I was about to give my children a lecture in what we used to call "telephone manners." Remember those? What set me off was the way they ended their calls: No "Goodbye," no proper termination of the conversation, just a distracted drifting-off and pushing of the "end" button. To my 20th-century ears, it sounded rude.

But I stopped myself. Watching more closely, I realized that this was not etiquette, but technology: Their conversations weren't ending, but moving seamlessly into some other medium. Moments after pocketing their phones, our children shift their attention to an instant-messaging thread, a 4chan or Reddit talk, a Minecraft server, an SMS dialogue, or a Twitter or Facebook meetup. Or they drift into the frame of a Skype screen they keep open and running all day, peering into some other kid's bedroom across the ocean, even when one of them is off at trombone lessons.

When communication is basically free and unlimited, why hang up? It no longer makes sense to have a "call," a "letter" or even a "Skype session" with a beginning and an end – instead, you simply keep all those channels open.

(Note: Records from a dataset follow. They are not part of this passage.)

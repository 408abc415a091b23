//! Person update builder.

use gts_core::inputs::PersonUpdate;

pub struct PersonUpdateBuilder(PersonUpdate);

impl PersonUpdateBuilder {
    #[must_use]
    pub fn new() -> Self {
        Self(PersonUpdate::default())
    }

    #[must_use]
    pub fn first_name(mut self, first_name: impl Into<String>) -> Self {
        self.0.first_name = Some(first_name.into());
        self
    }

    #[must_use]
    pub fn last_name(mut self, last_name: impl Into<String>) -> Self {
        self.0.last_name = Some(last_name.into());
        self
    }

    #[must_use]
    pub fn email(mut self, email: impl Into<String>) -> Self {
        self.0.email = Some(email.into());
        self
    }

    /// `None` clears the stored affiliation.
    #[must_use]
    pub fn affiliation(mut self, affiliation: Option<String>) -> Self {
        self.0.affiliation = Some(affiliation);
        self
    }

    #[must_use]
    pub fn build(self) -> PersonUpdate {
        self.0
    }
}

We all communicate this way now, to some degree or another – it's just that previous-century people pretend it isn't happening. We say "Goodbye" or "Sincerely," as if calls and letters were still discrete things separated by periods of silence and distance. But our correspondents are rarely more than one screen away.

"Goodbye" was, in fact, an unwelcome product of old technology's limitations. I'm reminded of the scene in Mike Leigh's movie Topsy Turvy in which theatrical entrepreneurs Gilbert and Sullivan, making a telephone call circa 1885, wrestle with the way to end this new thing: "Goodbye, Mr. Gilbert. I am going to hang the telephone now!" "Goodbye" was an alien intrusion. In previous centuries, most letters didn't end so formally; they assumed that a conversation was continuing. It was new technology that created the need for hangups and goodbyes – and even newer technology has now made them obsolete.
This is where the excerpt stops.